Mystique (1979)


Georgina Spelvin once again delivers a tour de force turn as Alma, a famous photographer retreating from life in her secluded beachside property when she's diagnosed as suffering from an otherwise unspecified terminal illness. Haunted by reveries of photoshoots past, she spots scarlet-cloaked Cosima (played by Samantha Fox) trespassing one day and, intrigued by the girl's otherworldly appearance, invites her in for tea. Soon they embark on a whirlwind lesbian liaison, scissoring to their heart's content, though it quickly dawns that the scheming, manipulative Cosima harbors ulterior motives.  
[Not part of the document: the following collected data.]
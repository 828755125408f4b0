use std::time::Duration;

use marquee_db::RetryPolicy;

/// Server configuration loaded from environment variables.
///
/// All fields have sensible defaults suitable for local development.
/// In production, override via environment variables.
#[derive(Debug, Clone)]
pub struct ServerConfig {
    /// Bind address (default: `0.0.0.0`).
    pub host: String,
    /// Bind port (default: `3000`).
    pub port: u16,
    /// Allowed CORS origins, parsed from comma-separated `CORS_ORIGINS` env var.
    pub cors_origins: Vec<String>,
    /// HTTP request timeout in seconds (default: `30`).
    pub request_timeout_secs: u64,
    /// How long shutdown waits for the pool to drain (default: `30`).
    pub shutdown_timeout_secs: u64,
}

impl ServerConfig {
    /// Load configuration from environment variables with defaults.
    ///
    /// | Env Var                | Default                    |
    /// |------------------------|----------------------------|
    /// | `HOST`                 | `0.0.0.0`                  |
    /// | `PORT`                 | `3000`                     |
    /// | `CORS_ORIGINS`         | `http://localhost:5173`    |
    /// | `REQUEST_TIMEOUT_SECS` | `30`                       |
    /// | `SHUTDOWN_TIMEOUT_SECS`| `30`                       |
    pub fn from_env() -> Self {
        let host = std::env::var("HOST").unwrap_or_else(|_| "0.0.0.0".into());

        let cors_origins: Vec<String> = std::env::var("CORS_ORIGINS")
            .unwrap_or_else(|_| "http://localhost:5173".into())
            .split(',')
            .map(|s| s.trim().to_string())
            .filter(|s| !s.is_empty())
            .collect();

        Self {
            host,
            port: env_or("PORT", 3000),
            cors_origins,
            request_timeout_secs: env_or("REQUEST_TIMEOUT_SECS", 30),
            shutdown_timeout_secs: env_or("SHUTDOWN_TIMEOUT_SECS", 30),
        }
    }
}

/// Database connection settings.
#[derive(Debug, Clone)]
pub struct DatabaseConfig {
    pub url: String,
    pub max_connections: u32,
    /// Attempts per store call, first try included.
    pub retry_attempts: u32,
    pub retry_base_delay_ms: u64,
}

impl DatabaseConfig {
    /// | Env Var                  | Default    |
    /// |--------------------------|------------|
    /// | `DATABASE_URL`           | (required) |
    /// | `DB_MAX_CONNECTIONS`     | `20`       |
    /// | `DB_RETRY_ATTEMPTS`      | `3`        |
    /// | `DB_RETRY_BASE_DELAY_MS` | `100`      |
    pub fn from_env() -> Self {
        Self {
            url: std::env::var("DATABASE_URL").expect("DATABASE_URL must be set"),
            max_connections: env_or("DB_MAX_CONNECTIONS", 20),
            retry_attempts: env_or("DB_RETRY_ATTEMPTS", 3),
            retry_base_delay_ms: env_or("DB_RETRY_BASE_DELAY_MS", 100),
        }
    }

    pub fn retry_policy(&self) -> RetryPolicy {
        RetryPolicy::new(
            self.retry_attempts,
            Duration::from_millis(self.retry_base_delay_ms),
        )
    }
}

/// Read and parse `key`, falling back to `default` when unset.
///
/// Panics on a present but unparseable value so misconfiguration fails at
/// startup.
fn env_or<T>(key: &str, default: T) -> T
where
    T: std::str::FromStr,
    T::Err: std::fmt::Display,
{
    match std::env::var(key) {
        Ok(raw) => raw
            .parse()
            .unwrap_or_else(|e| panic!("{key} must be a valid value: {e}")),
        Err(_) => default,
    }
}
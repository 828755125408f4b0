//! Liveness probe.

use axum::extract::State;
use axum::{routing::get, Json, Router};
use serde::Serialize;

use crate::state::AppState;

#[derive(Serialize)]
pub struct HealthResponse {
    /// `"ok"`, or `"degraded"` when the store cannot be reached.
    pub status: &'static str,
    pub version: &'static str,
    pub db_healthy: bool,
}

impl HealthResponse {
    fn from_store(db_healthy: bool) -> Self {
        Self {
            status: if db_healthy { "ok" } else { "degraded" },
            version: env!("CARGO_PKG_VERSION"),
            db_healthy,
        }
    }
}

/// GET /health
///
/// Always answers 200; a store outage shows up in the body only.
async fn health(State(state): State<AppState>) -> Json<HealthResponse> {
    let db_healthy = match marquee_db::health_check(&state.pool).await {
        Ok(()) => true,
        Err(e) => {
            tracing::warn!(error = %e, "Store health check failed");
            false
        }
    };
    Json(HealthResponse::from_store(db_healthy))
}

pub fn router() -> Router<AppState> {
    Router::new().route("/health", get(health))
}
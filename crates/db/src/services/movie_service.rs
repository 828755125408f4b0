//! The six movie operations the HTTP layer exposes.
//!
//! Reads go through the search procedures; writes go through a request-scoped
//! [`UnitOfWork`]. Every failure is reported as a [`CoreError`].

use marquee_core::error::{CoreError, FieldErrors};
use marquee_core::movie::{find_duplicate_title, next_modified_at, now_micros};
use marquee_core::page::Page;
use marquee_core::search::{marshal, marshal_sid_lookup, parse_filters};
use sqlx::PgPool;
use validator::Validate;

use crate::models::movie::{CreateMovie, MovieView, NewMovie, UpdateMovie};
use crate::models::status::MovieStatus;
use crate::repositories::{Expect, MovieFilter};
use crate::retry::RetryPolicy;
use crate::search::{SearchExecutor, SearchProcedure};
use crate::unit_of_work::UnitOfWork;

const ENTITY: &str = "Movie";

fn sid_key(sid: &str) -> String {
    format!("SID '{sid}'")
}

#[derive(Clone)]
pub struct MovieService {
    pool: PgPool,
    retry: RetryPolicy,
    search: SearchExecutor,
}

impl MovieService {
    pub fn new(pool: PgPool, retry: RetryPolicy) -> Self {
        let search = SearchExecutor::new(pool.clone(), retry);
        Self {
            pool,
            retry,
            search,
        }
    }

    /// Page of Active movies matching `filters`.
    ///
    /// Unknown keys or unparseable values are a validation error; a filter
    /// that matches nothing yields an empty page.
    pub async fn list<I, K, V>(&self, filters: I) -> Result<Page<MovieView>, CoreError>
    where
        I: IntoIterator<Item = (K, V)>,
        K: AsRef<str>,
        V: AsRef<str>,
    {
        let search = parse_filters(filters)?;
        let document = marshal(&search)?;
        self.search
            .fetch_page(
                SearchProcedure::SearchMovies,
                &document,
                search.page_index,
                search.page_size,
            )
            .await
    }

    /// The Active movie with this SID.
    pub async fn get_by_sid(&self, sid: &str) -> Result<MovieView, CoreError> {
        let sid = sid.trim();
        self.search
            .fetch_single(SearchProcedure::GetMovieBySid, &marshal_sid_lookup(sid))
            .await?
            .ok_or_else(|| CoreError::not_found(ENTITY, sid_key(sid)))
    }

    /// Create every record in `records` or none of them.
    ///
    /// Titles must be unique within the batch and against Active movies. A
    /// concurrent insert of the same title is caught by the store's unique
    /// index at commit and reported as `Conflict` too.
    pub async fn create_movies(
        &self,
        records: Vec<CreateMovie>,
    ) -> Result<Vec<MovieView>, CoreError> {
        if records.is_empty() {
            return Err(CoreError::invalid("movies", "At least one movie is required."));
        }

        let mut errors = FieldErrors::new();
        for (i, record) in records.iter().enumerate() {
            if let Err(e) = record.validate() {
                errors.extend_prefixed(&format!("[{i}]"), e.into());
            }
        }
        errors.into_result()?;

        if let Some(dup) = find_duplicate_title(records.iter().map(|r| r.title.as_str())) {
            return Err(CoreError::Conflict(format!(
                "Title '{}' appears more than once in the batch",
                dup.trim()
            )));
        }

        let mut uow = UnitOfWork::begin(&self.pool, &self.retry).await?;
        let now = now_micros();
        let mut repo = uow.movies();
        for record in records {
            let filter = MovieFilter::active().with_title(&record.title);
            if repo.single_or_default(&filter, Expect::First).await?.is_some() {
                let title = record.title.trim().to_string();
                uow.clear_context();
                return Err(CoreError::Conflict(format!(
                    "A movie titled '{title}' already exists"
                )));
            }
            repo.insert(NewMovie::from_input(record, now));
        }

        let outcome = uow.commit().await?;
        tracing::info!(count = outcome.inserted.len(), "Created movies");
        Ok(outcome.inserted.into_iter().map(MovieView::from).collect())
    }

    /// Merge `patch` into the Active movie with this SID.
    pub async fn update_movie(
        &self,
        sid: &str,
        patch: UpdateMovie,
    ) -> Result<MovieView, CoreError> {
        patch.validate_patch()?;
        let sid = sid.trim();

        let mut uow = UnitOfWork::begin(&self.pool, &self.retry).await?;
        let mut repo = uow.movies();
        let mut movie = repo
            .single_or_default(&MovieFilter::active().with_sid(sid), Expect::Unique)
            .await?
            .ok_or_else(|| CoreError::not_found(ENTITY, sid_key(sid)))?;

        if let Some(title) = &patch.title {
            let clash = MovieFilter::active().with_title(title).excluding(movie.id);
            if repo.single_or_default(&clash, Expect::First).await?.is_some() {
                return Err(CoreError::Conflict(format!(
                    "A movie titled '{}' already exists",
                    title.trim()
                )));
            }
        }

        patch.apply_to(&mut movie);
        movie.modified_at = next_modified_at(movie.modified_at);
        repo.update(movie);

        let outcome = uow.commit_with_transaction().await?;
        let updated = outcome
            .updated
            .into_iter()
            .next()
            .ok_or_else(|| CoreError::Internal("Update wrote no row".to_string()))?;
        tracing::info!(sid = %updated.sid, "Updated movie");
        Ok(updated.into())
    }

    /// Soft-delete the Active movie with this SID.
    pub async fn delete_movie(&self, sid: &str) -> Result<bool, CoreError> {
        let sid = sid.trim();

        let mut uow = UnitOfWork::begin(&self.pool, &self.retry).await?;
        let mut repo = uow.movies();
        let mut movie = repo
            .single_or_default(&MovieFilter::active().with_sid(sid), Expect::Unique)
            .await?
            .ok_or_else(|| CoreError::not_found(ENTITY, sid_key(sid)))?;

        movie.status = MovieStatus::Deleted;
        movie.modified_at = next_modified_at(movie.modified_at);
        repo.update(movie);

        uow.commit_with_transaction().await?;
        tracing::info!(sid, "Deleted movie");
        Ok(true)
    }

    /// Soft-delete every Active movie of `genre` (case-insensitive) in one
    /// commit and return how many were deleted.
    pub async fn delete_movies_by_genre(&self, genre: &str) -> Result<u64, CoreError> {
        let genre = genre.trim();
        if genre.is_empty() {
            return Err(CoreError::invalid("genre", "Genre must not be blank."));
        }

        let mut uow = UnitOfWork::begin(&self.pool, &self.retry).await?;
        let mut repo = uow.movies();
        let movies = repo
            .get_all(&MovieFilter::active().with_genre(genre))
            .await?;
        if movies.is_empty() {
            return Err(CoreError::not_found(ENTITY, format!("genre '{genre}'")));
        }

        for mut movie in movies {
            movie.status = MovieStatus::Deleted;
            movie.modified_at = next_modified_at(movie.modified_at);
            repo.update(movie);
        }

        let outcome = uow.commit_with_transaction().await?;
        let deleted = outcome.updated.len() as u64;
        tracing::info!(genre, deleted, "Deleted movies by genre");
        Ok(deleted)
    }
}
pub mod movie;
WIP Films review: I consider Mystique to be a sort of lost minor masterpiece of the porn chic era. For starters, the film is an 'unofficial' lesbian reworking of Thomas Mann's classic novella Death in Venice which was written by Roger Watkins of The Last House on Dead End Street fame. Apparently, to Watkins' lifelong chagrin, director Roberta Findlay (who directed the film under the pseudonym Robert W. Norman) did not credit him as the writer and he felt that the female director was trying to steal his work. Like Visconti's Death in Venice adaptation, Mystique features music by Gustav Mahler, as well as his spiritual nemesis Richard Wagner. In fact, the lead character is named Alma (named after Mahler's wife), while the quasi-villain is named Cosima (after Wagner's wife, who famously had problems with Mahler due to his Jewish background). 

Mystique is surely not a work that one watches as a masturbation aid (though I'm sure there are some people out there that will find something arousing about it), as the sex is largely unerotic and rough (including a two guy on one girl gang rape scene in a bathtub). Also, the film features more plot/storyline than your average fuck flick. Mystique is rather artful and cultivated and has a fairly dreamlike essence that is accentuated to its beachside setting and classical romantic score, not to mention incessant dream-sequences (both pornographic and non-pornographic). In fact, the film oftentimes blurs the line between dream and reality and concludes on a rather angelic note.